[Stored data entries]
== == ==
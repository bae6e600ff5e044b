//! CLI output formatting for `generate`, `check`, and `export`.
//!
//! # Information-First Display
//!
//! Output is **information-centric, not file-centric**. Every entity (image,
//! category, lesson) leads with its positional index and name; filesystem
//! paths are secondary context on indented lines, shown relative to the
//! repository root.
//!
//! # Output Format
//!
//! ## Generate
//!
//! ```text
//! Images (2)
//!     001 jp_hello
//!         Source: media/hello.png
//!         jp_hello.jpg: up to date
//!         jp_hello_tiny.jpg: rendered
//!     002 jp_bye
//!         Source: media/bye.png
//!         Error: Failed to decode ...
//!
//! Course jp: 1 category, 2 lessons, 2 items, 2 images
//! Course Tree → courses/jp (1 written, 4 unchanged)
//! Images: 1 up to date, 1 rendered, 1 failed (3 total)
//! Pruned 2 paths
//!     courses/jp/greetings/old/_lesson.yaml
//!     courses/jp/greetings/old
//! ```
//!
//! ## Export
//!
//! ```text
//! Bundle → export/jp (4 files)
//! 001 Greetings
//!     001 Hello (2 challenges, introduction)
//!     002 Goodbye (1 challenge)
//! Exported 2 lessons, 3 challenges
//! ```
//!
//! # Architecture
//!
//! Each report has a `format_*` function (returns `Vec<String>`) for
//! testability and a `print_*` wrapper that writes to stdout. Format
//! functions are pure.

use crate::export::ExportReport;
use crate::pipeline::{CourseSummary, PipelineError, RunReport};
use crate::variants::{VariantEvent, VariantStatus};
use std::path::Path;

// ============================================================================
// Shared helpers
// ============================================================================

/// Format a 1-based positional index as 3-digit zero-padded.
fn format_index(pos: usize) -> String {
    format!("{:0>3}", pos)
}

/// Return indentation string: 4 spaces per depth level.
fn indent(depth: usize) -> String {
    "    ".repeat(depth)
}

/// `n noun` with a naive plural.
fn count(n: usize, noun: &str) -> String {
    if n == 1 {
        format!("{n} {noun}")
    } else if let Some(stem) = noun.strip_suffix('y') {
        format!("{n} {stem}ies")
    } else {
        format!("{n} {noun}s")
    }
}

/// Display `path` relative to `base` when it lies inside it.
fn display_path(path: &Path, base: &Path) -> String {
    path.strip_prefix(base)
        .unwrap_or(path)
        .display()
        .to_string()
}

// ============================================================================
// Generate
// ============================================================================

/// Format a single image progress event as display lines.
pub fn format_variant_event(event: &VariantEvent, repo: &Path) -> Vec<String> {
    match event {
        VariantEvent::Started { image_count } => vec![format!("Images ({image_count})")],
        VariantEvent::ImageProcessed {
            index,
            name,
            source,
            variants,
        } => {
            let mut lines = vec![
                format!("{}{} {}", indent(1), format_index(index + 1), name),
                format!("{}Source: {}", indent(2), display_path(source, repo)),
            ];
            for variant in variants {
                let status = match variant.status {
                    VariantStatus::UpToDate => "up to date",
                    VariantStatus::Rendered => "rendered",
                };
                lines.push(format!("{}{}: {}", indent(2), variant.file, status));
            }
            lines
        }
        VariantEvent::ImageFailed { index, failure } => vec![
            format!("{}{} {}", indent(1), format_index(index + 1), failure.image),
            format!("{}Source: {}", indent(2), display_path(&failure.source, repo)),
            format!("{}Error: {}", indent(2), failure.message),
        ],
    }
}

pub fn format_summary(summary: &CourseSummary) -> String {
    format!(
        "Course {}: {}, {}, {}, {}",
        summary.course,
        count(summary.categories, "category"),
        count(summary.lessons, "lesson"),
        count(summary.items, "item"),
        count(summary.images, "image"),
    )
}

/// Format the end-of-run report of `generate`.
pub fn format_run_report(report: &RunReport, repo: &Path) -> Vec<String> {
    let mut lines = vec![
        format_summary(&report.summary),
        format!(
            "Course Tree → {} ({} written, {} unchanged)",
            display_path(&report.course_dir, repo),
            report.files_changed,
            report.files_unchanged
        ),
        format!("Images: {}", report.variants),
    ];

    match &report.prune {
        None => lines.push("Pruning disabled".to_string()),
        Some(prune) if prune.deleted.is_empty() => lines.push("Nothing to prune".to_string()),
        Some(prune) => {
            let verb = if prune.dry_run { "Would prune" } else { "Pruned" };
            lines.push(format!("{verb} {}", count(prune.deleted.len(), "path")));
            for path in &prune.deleted {
                lines.push(format!("{}{}", indent(1), display_path(path, repo)));
            }
        }
    }

    if !report.failures.is_empty() {
        lines.push(format!("Failed {}", count(report.failures.len(), "image")));
        for failure in &report.failures {
            lines.push(format!("{}{}", indent(1), failure));
        }
    }
    lines
}

pub fn print_run_report(report: &RunReport, repo: &Path) {
    for line in format_run_report(report, repo) {
        println!("{}", line);
    }
}

// ============================================================================
// Export
// ============================================================================

/// Format the export report: the bundle's categories and lessons.
pub fn format_export_report(report: &ExportReport, repo: &Path) -> Vec<String> {
    let mut lines = vec![format!(
        "Bundle → {} ({})",
        display_path(&report.bundle_dir, repo),
        count(report.files, "file")
    )];
    for (ci, category) in report.manifest.categories.iter().enumerate() {
        lines.push(format!("{} {}", format_index(ci + 1), category.title));
        for (li, lesson) in category.lessons.iter().enumerate() {
            let mut detail = count(lesson.challenge_count, "challenge");
            if lesson.has_introduction {
                detail.push_str(", introduction");
            }
            lines.push(format!(
                "{}{} {} ({})",
                indent(1),
                format_index(li + 1),
                lesson.title,
                detail
            ));
        }
    }
    lines.push(format!(
        "Exported {}, {}",
        count(report.lesson_count(), "lesson"),
        count(report.challenge_count(), "challenge")
    ));
    lines
}

pub fn print_export_report(report: &ExportReport, repo: &Path) {
    for line in format_export_report(report, repo) {
        println!("{}", line);
    }
}

// ============================================================================
// Errors
// ============================================================================

/// Every line of an error, prefixed for stderr.
pub fn format_error(err: &PipelineError) -> Vec<String> {
    let text = err.to_string();
    let mut lines = text.lines();
    let mut out = vec![format!("error: {}", lines.next().unwrap_or_default())];
    out.extend(lines.map(str::to_string));
    out
}

pub fn print_error(err: &PipelineError) {
    for line in format_error(err) {
        eprintln!("{}", line);
    }
}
== == ==
:: Exercise goal ::
Extract each record, keeping it identical to the original.

:: Written solution ::
repository bae6e600ff5e044b
//! CLI output formatting for `generate`, `check`, and `export`.
//!
//! # Information-First Display
//!
//! Output is **information-centric, not file-centric**. Every entity (image,
//! category, lesson) leads with its positional index and name; filesystem
//! paths are secondary context on indented lines, shown relative to the
//! repository root.
//!
//! # Output Format
//!
//! ## Generate
//!
//! ```text
//! Images (2)
//!     001 jp_hello
//!         Source: media/hello.png
//!         jp_hello.jpg: up to date
//!         jp_hello_tiny.jpg: rendered
//!     002 jp_bye
//!         Source: media/bye.png
//!         Error: Failed to decode ...
//!
//! Course jp: 1 category, 2 lessons, 2 items, 2 images
//! Course Tree → courses/jp (1 written, 4 unchanged)
//! Images: 1 up to date, 1 rendered, 1 failed (3 total)
//! Pruned 2 paths
//!     courses/jp/greetings/old/_lesson.yaml
//!     courses/jp/greetings/old
//! ```
//!
//! ## Export
//!
//! ```text
//! Bundle → export/jp (4 files)
//! 001 Greetings
//!     001 Hello (2 challenges, introduction)
//!     002 Goodbye (1 challenge)
//! Exported 2 lessons, 3 challenges
//! ```
//!
//! # Architecture
//!
//! Each report has a `format_*` function (returns `Vec<String>`) for
//! testability and a `print_*` wrapper that writes to stdout. Format
//! functions are pure.

use crate::export::ExportReport;
use crate::pipeline::{CourseSummary, PipelineError, RunReport};
use crate::variants::{VariantEvent, VariantStatus};
use std::path::Path;

// ============================================================================
// Shared helpers
// ============================================================================

/// Format a 1-based positional index as 3-digit zero-padded.
fn format_index(pos: usize) -> String {
    format!("{:0>3}", pos)
}

/// Return indentation string: 4 spaces per depth level.
fn indent(depth: usize) -> String {
    "    ".repeat(depth)
}

/// `n noun` with a naive plural.
fn count(n: usize, noun: &str) -> String {
    if n == 1 {
        format!("{n} {noun}")
    } else if let Some(stem) = noun.strip_suffix('y') {
        format!("{n} {stem}ies")
    } else {
        format!("{n} {noun}s")
    }
}

/// Display `path` relative to `base` when it lies inside it.
fn display_path(path: &Path, base: &Path) -> String {
    path.strip_prefix(base)
        .unwrap_or(path)
        .display()
        .to_string()
}

// ============================================================================
// Generate
// ============================================================================

/// Format a single image progress event as display lines.
pub fn format_variant_event(event: &VariantEvent, repo: &Path) -> Vec<String> {
    match event {
        VariantEvent::Started { image_count } => vec![format!("Images ({image_count})")],
        VariantEvent::ImageProcessed {
            index,
            name,
            source,
            variants,
        } => {
            let mut lines = vec![
                format!("{}{} {}", indent(1), format_index(index + 1), name),
                format!("{}Source: {}", indent(2), display_path(source, repo)),
            ];
            for variant in variants {
                let status = match variant.status {
                    VariantStatus::UpToDate => "up to date",
                    VariantStatus::Rendered => "rendered",
                };
                lines.push(format!("{}{}: {}", indent(2), variant.file, status));
            }
            lines
        }
        VariantEvent::ImageFailed { index, failure } => vec![
            format!("{}{} {}", indent(1), format_index(index + 1), failure.image),
            format!("{}Source: {}", indent(2), display_path(&failure.source, repo)),
            format!("{}Error: {}", indent(2), failure.message),
        ],
    }
}

pub fn format_summary(summary: &CourseSummary) -> String {
    format!(
        "Course {}: {}, {}, {}, {}",
        summary.course,
        count(summary.categories, "category"),
        count(summary.lessons, "lesson"),
        count(summary.items, "item"),
        count(summary.images, "image"),
    )
}

/// Format the end-of-run report of `generate`.
pub fn format_run_report(report: &RunReport, repo: &Path) -> Vec<String> {
    let mut lines = vec![
        format_summary(&report.summary),
        format!(
            "Course Tree → {} ({} written, {} unchanged)",
            display_path(&report.course_dir, repo),
            report.files_changed,
            report.files_unchanged
        ),
        format!("Images: {}", report.variants),
    ];

    match &report.prune {
        None => lines.push("Pruning disabled".to_string()),
        Some(prune) if prune.deleted.is_empty() => lines.push("Nothing to prune".to_string()),
        Some(prune) => {
            let verb = if prune.dry_run { "Would prune" } else { "Pruned" };
            lines.push(format!("{verb} {}", count(prune.deleted.len(), "path")));
            for path in &prune.deleted {
                lines.push(format!("{}{}", indent(1), display_path(path, repo)));
            }
        }
    }

    if !report.failures.is_empty() {
        lines.push(format!("Failed {}", count(report.failures.len(), "image")));
        for failure in &report.failures {
            lines.push(format!("{}{}", indent(1), failure));
        }
    }
    lines
}

pub fn print_run_report(report: &RunReport, repo: &Path) {
    for line in format_run_report(report, repo) {
        println!("{}", line);
    }
}

// ============================================================================
// Export
// ============================================================================

/// Format the export report: the bundle's categories and lessons.
pub fn format_export_report(report: &ExportReport, repo: &Path) -> Vec<String> {
    let mut lines = vec![format!(
        "Bundle → {} ({})",
        display_path(&report.bundle_dir, repo),
        count(report.files, "file")
    )];
    for (ci, category) in report.manifest.categories.iter().enumerate() {
        lines.push(format!("{} {}", format_index(ci + 1), category.title));
        for (li, lesson) in category.lessons.iter().enumerate() {
            let mut detail = count(lesson.challenge_count, "challenge");
            if lesson.has_introduction {
                detail.push_str(", introduction");
            }
            lines.push(format!(
                "{}{} {} ({})",
                indent(1),
                format_index(li + 1),
                lesson.title,
                detail
            ));
        }
    }
    lines.push(format!(
        "Exported {}, {}",
        count(report.lesson_count(), "lesson"),
        count(report.challenge_count(), "challenge")
    ));
    lines
}

pub fn print_export_report(report: &ExportReport, repo: &Path) {
    for line in format_export_report(report, repo) {
        println!("{}", line);
    }
}

// ============================================================================
// Errors
// ============================================================================

/// Every line of an error, prefixed for stderr.
pub fn format_error(err: &PipelineError) -> Vec<String> {
    let text = err.to_string();
    let mut lines = text.lines();
    let mut out = vec![format!("error: {}", lines.next().unwrap_or_default())];
    out.extend(lines.map(str::to_string));
    out
}

pub fn print_error(err: &PipelineError) {
    for line in format_error(err) {
        eprintln!("{}", line);
    }
}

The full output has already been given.